The appellate court which handles patent appeals from the U. S. District Court ruled that if a patentee disparages prior art in pre-existing technology, the patented invention in the claims does not cover such prior art. Openwave Systems Inc. v. Apple Inc., Case No. 2015-1108 (Fed. Cir. Dec. 15, 2015) (Available Here).
Patent owner Openwave Systems Inc. (“Unwired Planet”) owned a patent to a wireless mobile telephone. Unwired Planet sued Apple Inc. and others. The U.S. District Court was called upon to review an ITC Administrative Law Judge’s claim construction of the disputed patent claim term “mobile device.”
The relevant issue on appeal was whether the claim term, “mobile device,” should be given its ordinary meaning or whether the disputed patent language should be construed in light of clear patent specification language which repeatedly disparaged certain prior art technology and disclaimed mobile devices containing “computer modules.”
The patent specification, which is used to determine the scope of disputed patent claim elements, discussed several problems with the prior art mobile phones. Those problems include that the then current mobile phones could not be updated without physically changing the computing hardware in the phone itself, the computer program applications on the phones were burned into the phone’s ROM, the then current mobile phones were too big and too expensive and had problems with battery life. Further, at the time of the invention in 1995, the mobile phones did not have processors that were very powerful.
To overcome these difficulties, the inventor devised ways to divide the computing power between the mobile phone and a remote server. “At issue is whether the claims cover only mobile devices with small microprocessor – which facilitate communications between the client device and the server – or also cover mobile devices that contain more robust ‘computer modules’ – which serve to localize more of the computational processes into the mobile phone device itself.”
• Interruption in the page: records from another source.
use thiserror::Error;
use uuid::Uuid;

use crate::decimal::Money;
use crate::types::{CardId, StatementId, StatementStatus};

#[derive(Error, Debug)]
pub enum BillingError {
    #[error("invalid purchase amount: {amount}")]
    InvalidPurchaseAmount {
        amount: Money,
    },

    #[error("installment count {count} outside supported range {min}..={max}")]
    InvalidInstallmentCount {
        count: u32,
        min: u32,
        max: u32,
    },

    #[error("invalid date: {message}")]
    InvalidDate {
        message: String,
    },

    #[error("invalid configuration: {message}")]
    InvalidConfiguration {
        message: String,
    },

    #[error("invalid purchase details: {message}")]
    InvalidPurchaseDetails {
        message: String,
    },

    #[error("card not found: {id}")]
    CardNotFound {
        id: CardId,
    },

    #[error("statement not found: {id}")]
    StatementNotFound {
        id: StatementId,
    },

    #[error("invalid transition for statement {id}: {current} -> {target}")]
    InvalidTransition {
        id: StatementId,
        current: StatementStatus,
        target: StatementStatus,
    },

    #[error(transparent)]
    Store(#[from] StoreError),
}

/// errors raised by the persistence collaborator
#[derive(Error, Debug, Clone, PartialEq, Eq)]
pub enum StoreError {
    #[error("unique constraint violated: {constraint}")]
    UniqueViolation {
        constraint: String,
    },

    #[error("{entity} not found: {id}")]
    NotFound {
        entity: &'static str,
        id: Uuid,
    },

    #[error("foreign key violated on {entity} {id}")]
    ForeignKey {
        entity: &'static str,
        id: Uuid,
    },

    #[error("store unavailable: {message}")]
    Unavailable {
        message: String,
    },
}

/// errors raised while preparing or delivering a notification
#[derive(Error, Debug)]
pub enum NotifyError {
    #[error("delivery failed: {message}")]
    Delivery {
        message: String,
    },

    #[error("payload serialization failed: {0}")]
    Serialization(#[from] serde_json::Error),

    #[error(transparent)]
    Store(#[from] StoreError),
}

pub type Result<T> = std::result::Result<T, BillingError>;

pub type StoreResult<T> = std::result::Result<T, StoreError>;
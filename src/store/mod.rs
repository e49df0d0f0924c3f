//! persistence collaborators consumed by the billing core.
//!
//! The core never talks to a database directly. It goes through these
//! traits, which a host implements over its relational store;
//! [`MemoryStore`] is the in-process implementation used by tests and demos.

pub mod memory;

use chrono::NaiveDate;

use crate::card::Card;
use crate::errors::StoreResult;
use crate::state::{
    CardUsage, Installment, Member, NewInstallment, NewPurchase, NewStatement, Purchase,
    Statement, StatementTotals,
};
use crate::types::{
    CardId, FamilyId, InstallmentStatus, MemberId, PurchaseId, StatementId, StatementStatus,
};

pub use memory::MemoryStore;

/// how a bulk status update treats `paid_at`
#[derive(Debug, Clone, Copy, PartialEq, Eq)]
pub enum PaidAtChange {
    Keep,
    Set(NaiveDate),
    Clear,
}

#[derive(Debug, Clone, Copy, PartialEq, Eq)]
pub struct InstallmentStatusUpdate {
    pub status: InstallmentStatus,
    pub paid_at: PaidAtChange,
}

impl InstallmentStatusUpdate {
    pub fn billed() -> Self {
        Self {
            status: InstallmentStatus::Billed,
            paid_at: PaidAtChange::Keep,
        }
    }

    pub fn paid(on: NaiveDate) -> Self {
        Self {
            status: InstallmentStatus::Paid,
            paid_at: PaidAtChange::Set(on),
        }
    }

    pub fn pending() -> Self {
        Self {
            status: InstallmentStatus::Pending,
            paid_at: PaidAtChange::Clear,
        }
    }
}

pub trait BillingStore: Send + Sync {
    fn card(&self, id: CardId) -> StoreResult<Option<Card>>;

    /// insert keyed on (card, reference month); an existing row is returned unchanged
    fn upsert_statement(&self, statement: NewStatement) -> StoreResult<Statement>;

    fn statement(&self, id: StatementId) -> StoreResult<Option<Statement>>;

    /// statements of a card ordered by due date
    fn list_statements(&self, card_id: CardId) -> StoreResult<Vec<Statement>>;

    fn update_statement_totals(
        &self,
        id: StatementId,
        totals: StatementTotals,
    ) -> StoreResult<Statement>;

    fn update_statement_status(
        &self,
        id: StatementId,
        status: StatementStatus,
    ) -> StoreResult<Statement>;

    fn insert_purchase(&self, purchase: NewPurchase) -> StoreResult<Purchase>;

    /// compensation only; removes a purchase that has no installments
    fn delete_purchase(&self, id: PurchaseId) -> StoreResult<()>;

    /// all-or-nothing batch insert
    fn insert_installments(&self, batch: Vec<NewInstallment>) -> StoreResult<Vec<Installment>>;

    fn query_installments(&self, statement_id: StatementId) -> StoreResult<Vec<Installment>>;

    /// bulk update of every non-cancelled installment in a statement,
    /// returns the number of rows touched
    fn update_installments_status(
        &self,
        statement_id: StatementId,
        update: InstallmentStatusUpdate,
    ) -> StoreResult<usize>;
}

pub trait UsageAggregator: Send + Sync {
    fn aggregate_usage(&self, card_id: CardId) -> StoreResult<CardUsage>;
}

pub trait MemberDirectory: Send + Sync {
    fn member(&self, id: MemberId) -> StoreResult<Option<Member>>;

    fn family_members(&self, family_id: FamilyId) -> StoreResult<Vec<Member>>;
}
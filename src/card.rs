use chrono::NaiveDate;
use serde::{Deserialize, Serialize};
use uuid::Uuid;

use crate::config::CardPolicy;
use crate::decimal::{Money, Percent};
use crate::errors::{BillingError, Result};
use crate::schedule::{calendar, BillingCycle};
use crate::types::{CardId, FamilyId, MemberId, ReferenceMonth};

/// credit card and its billing parameters
#[derive(Debug, Clone, PartialEq, Serialize, Deserialize)]
pub struct Card {
    pub id: CardId,
    pub family_id: FamilyId,
    /// member the card belongs to, if any
    pub owner_member_id: Option<MemberId>,
    pub name: String,
    pub nickname: Option<String>,
    pub brand: Option<String>,
    pub due_day: u32,
    pub closing_offset_days: u32,
    /// optional fixed billing day, informational only
    pub billing_day: Option<u32>,
    pub credit_limit: Option<Money>,
    pub notify_threshold: Option<Percent>,
    pub notify_days_before: u32,
}

impl Card {
    pub fn builder() -> CardBuilder {
        CardBuilder::new()
    }

    pub fn cycle(&self) -> BillingCycle {
        BillingCycle::new(self.due_day, self.closing_offset_days)
    }

    /// configured billing day resolved inside `month`
    pub fn billing_date_in(&self, month: ReferenceMonth) -> Option<NaiveDate> {
        self.billing_day.and_then(|day| calendar::clamp_day(month, day))
    }

    /// limit usage alerts need both a positive limit and a threshold
    pub fn alert_settings(&self) -> Option<(Money, Percent)> {
        match (self.credit_limit, self.notify_threshold) {
            (Some(limit), Some(threshold)) if limit.is_positive() => Some((limit, threshold)),
            _ => None,
        }
    }

    /// remaining limit for a given outstanding usage, never negative
    pub fn limit_available(&self, outstanding: Money) -> Option<Money> {
        self.credit_limit
            .map(|limit| (limit - outstanding).max(Money::ZERO))
    }
}

pub struct CardBuilder {
    id: Option<CardId>,
    family_id: Option<FamilyId>,
    owner_member_id: Option<MemberId>,
    name: Option<String>,
    nickname: Option<String>,
    brand: Option<String>,
    due_day: Option<u32>,
    closing_offset_days: Option<u32>,
    billing_day: Option<u32>,
    credit_limit: Option<Money>,
    notify_threshold: Option<Option<Percent>>,
    notify_days_before: Option<u32>,
    policy: CardPolicy,
}

impl CardBuilder {
    pub fn new() -> Self {
        Self {
            id: None,
            family_id: None,
            owner_member_id: None,
            name: None,
            nickname: None,
            brand: None,
            due_day: None,
            closing_offset_days: None,
            billing_day: None,
            credit_limit: None,
            notify_threshold: None,
            notify_days_before: None,
            policy: CardPolicy::default(),
        }
    }

    pub fn id(mut self, id: CardId) -> Self {
        self.id = Some(id);
        self
    }

    pub fn family(mut self, family_id: FamilyId) -> Self {
        self.family_id = Some(family_id);
        self
    }

    pub fn owner(mut self, member_id: MemberId) -> Self {
        self.owner_member_id = Some(member_id);
        self
    }

    pub fn name(mut self, name: impl Into<String>) -> Self {
        self.name = Some(name.into());
        self
    }

    pub fn nickname(mut self, nickname: impl Into<String>) -> Self {
        self.nickname = Some(nickname.into());
        self
    }

    pub fn brand(mut self, brand: impl Into<String>) -> Self {
        self.brand = Some(brand.into());
        self
    }

    pub fn due_day(mut self, day: u32) -> Self {
        self.due_day = Some(day);
        self
    }

    pub fn closing_offset_days(mut self, days: u32) -> Self {
        self.closing_offset_days = Some(days);
        self
    }

    pub fn billing_day(mut self, day: u32) -> Self {
        self.billing_day = Some(day);
        self
    }

    pub fn credit_limit(mut self, limit: Money) -> Self {
        self.credit_limit = Some(limit);
        self
    }

    pub fn notify_threshold(mut self, threshold: Percent) -> Self {
        self.notify_threshold = Some(Some(threshold));
        self
    }

    /// turn limit alerts off for this card
    pub fn without_limit_alerts(mut self) -> Self {
        self.notify_threshold = Some(None);
        self
    }

    pub fn notify_days_before(mut self, days: u32) -> Self {
        self.notify_days_before = Some(days);
        self
    }

    /// defaults and ranges to apply
    pub fn policy(mut self, policy: &CardPolicy) -> Self {
        self.policy = policy.clone();
        self
    }

    pub fn build(self) -> Result<Card> {
        let family_id = self.family_id.ok_or_else(|| invalid("family required"))?;

        let name = self
            .name
            .map(|n| n.trim().to_string())
            .filter(|n| n.chars().count() >= 2)
            .ok_or_else(|| invalid("card name must have at least 2 characters"))?;

        let due_day = self.due_day.ok_or_else(|| invalid("due day required"))?;
        check_day("due day", due_day)?;

        if let Some(day) = self.billing_day {
            check_day("billing day", day)?;
        }

        let closing_offset_days = self
            .closing_offset_days
            .unwrap_or(self.policy.default_closing_offset_days);
        if !self.policy.closing_offset_range().contains(&closing_offset_days) {
            return Err(invalid(&format!(
                "closing offset {} outside {}..={}",
                closing_offset_days,
                self.policy.min_closing_offset_days,
                self.policy.max_closing_offset_days
            )));
        }

        let notify_threshold = self
            .notify_threshold
            .unwrap_or(Some(self.policy.default_notify_threshold));
        if let Some(threshold) = notify_threshold {
            if !threshold.is_within_bounds() {
                return Err(invalid(&format!("notify threshold {threshold} outside 0..=100")));
            }
        }

        let notify_days_before = self
            .notify_days_before
            .unwrap_or(self.policy.default_notify_days_before);
        if !self.policy.notify_days_range().contains(&notify_days_before) {
            return Err(invalid(&format!(
                "notify days before {} outside {}..={}",
                notify_days_before,
                self.policy.min_notify_days_before,
                self.policy.max_notify_days_before
            )));
        }

        if let Some(limit) = self.credit_limit {
            if limit.is_negative() {
                return Err(invalid(&format!("credit limit {limit} must not be negative")));
            }
        }

        Ok(Card {
            id: self.id.unwrap_or_else(Uuid::new_v4),
            family_id,
            owner_member_id: self.owner_member_id,
            name,
            nickname: self.nickname.filter(|n| !n.trim().is_empty()),
            brand: self.brand.filter(|b| !b.trim().is_empty()),
            due_day,
            closing_offset_days,
            billing_day: self.billing_day,
            credit_limit: self.credit_limit,
            notify_threshold,
            notify_days_before,
        })
    }
}

impl Default for CardBuilder {
    fn default() -> Self {
        Self::new()
    }
}

fn check_day(label: &str, day: u32) -> Result<()> {
    if !(1..=31).contains(&day) {
        return Err(invalid(&format!("{label} {day} outside 1..=31")));
    }
    Ok(())
}

fn invalid(message: &str) -> BillingError {
    BillingError::InvalidConfiguration {
        message: message.to_string(),
    }
}

#[cfg(test)]
mod tests {
    use super::*;

    fn base() -> CardBuilder {
        Card::builder().family(Uuid::new_v4()).name("Nubank Roxinho").due_day(10)
    }

    #[test]
    fn test_builder_applies_policy_defaults() {
        let card = base().credit_limit(Money::from_major(5_000)).build().unwrap();
        assert_eq!(card.closing_offset_days, 7);
        assert_eq!(card.notify_threshold, Some(Percent::from_whole(80)));
        assert_eq!(card.notify_days_before, 5);
        assert_eq!(card.cycle(), BillingCycle::new(10, 7));
        assert_eq!(
            card.alert_settings(),
            Some((Money::from_major(5_000), Percent::from_whole(80)))
        );
    }

    #[test]
    fn test_builder_rejects_out_of_range_values() {
        assert!(base().due_day(0).build().is_err());
        assert!(base().due_day(32).build().is_err());
        assert!(base().billing_day(40).build().is_err());
        assert!(base().closing_offset_days(21).build().is_err());
        assert!(base().notify_days_before(16).build().is_err());
        assert!(base().notify_threshold(Percent::from_whole(101)).build().is_err());
        assert!(base().credit_limit(Money::from_major(-1)).build().is_err());
        assert!(Card::builder().name("Visa").due_day(5).build().is_err());
        assert!(Card::builder().family(Uuid::new_v4()).name("V").due_day(5).build().is_err());
    }

    #[test]
    fn test_billing_day_clamped_to_month() {
        let card = base().billing_day(31).build().unwrap();
        let feb = ReferenceMonth::new(2023, 2).unwrap();
        assert_eq!(card.billing_date_in(feb), NaiveDate::from_ymd_opt(2023, 2, 28));

        let without = base().build().unwrap();
        assert_eq!(without.billing_date_in(feb), None);
    }

    #[test]
    fn test_alert_settings_require_limit_and_threshold() {
        let no_limit = base().build().unwrap();
        assert!(no_limit.alert_settings().is_none());

        let muted = base()
            .credit_limit(Money::from_major(1_000))
            .without_limit_alerts()
            .build()
            .unwrap();
        assert!(muted.alert_settings().is_none());

        let zero_limit = base().credit_limit(Money::ZERO).build().unwrap();
        assert!(zero_limit.alert_settings().is_none());
    }

    #[test]
    fn test_limit_available_never_negative() {
        let card = base().credit_limit(Money::from_major(1_000)).build().unwrap();
        assert_eq!(card.limit_available(Money::from_major(250)), Some(Money::from_major(750)));
        assert_eq!(card.limit_available(Money::from_major(1_200)), Some(Money::ZERO));
        assert_eq!(base().build().unwrap().limit_available(Money::from_major(10)), None);
    }

    #[test]
    fn test_blank_nickname_dropped() {
        let card = base().nickname("Roxinho").build().unwrap();
        assert_eq!(card.nickname.as_deref(), Some("Roxinho"));
        assert_eq!(base().nickname("  ").build().unwrap().nickname, None);
    }
}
The U.S. District Court found that the patented invention did not encompass mobile devices containing “computer modules” but did not exclude telephone devices employing microprocessors. The lower court supported its finding by stating that patentee’s repeated derogatory statements reasonably may be viewed as a disavowal of that subject matter from the scope of the patent claims.
Procedurally, the appellate court noted that when a plaintiff concedes noninfringement by stipulation, the appeals court need only address the District Court’s claim construction of the pertinent claims. This review is conducted de novo and the appeals court applies the “clear error” rule in its review of any necessary subsidiary fact finding.
The appeals court noted that the patent specification is the best single guide to determine the meaning of the disputed claim term and, as such, is usually dispositive. In particular, the specification may reveal an intentional disclaimer, or disavowal, of claim scope by the inventor, in which case the inventor’s intention, as expressed in the specification, is regarded as dispositive. However, disavowal requires that the specification “make clear” that the invention does not include a particular feature. To find disavowal of claim scope through disparagement, the specification must go well beyond expressing the patentee’s preference. These preferences may be found in a discussion of one or more specific embodiments of the claimed invention.
“It is improper to read limitations from a preferred embodiment described in the specification – even if it is the only embodiment into the claims – without a clear indication in the intrinsic record that the patentee intended the claims to be so limited.”
The court then went on to confirm that the disparagement of prior art pre-existing technology was found repeatedly in the Background of the Invention, the Summary of the Invention and in the Detailed Description of the invention.
“There is no doubt a high bar to find disavowal of claim scope through disparagement of the prior art in the specification.”
With this background, the appeals court construed the disputed patent claim term “mobile device” as a “portable wireless two-way communication device that does not contain a computer module” and that this construction “does not read out embodiments including microcontrollers.”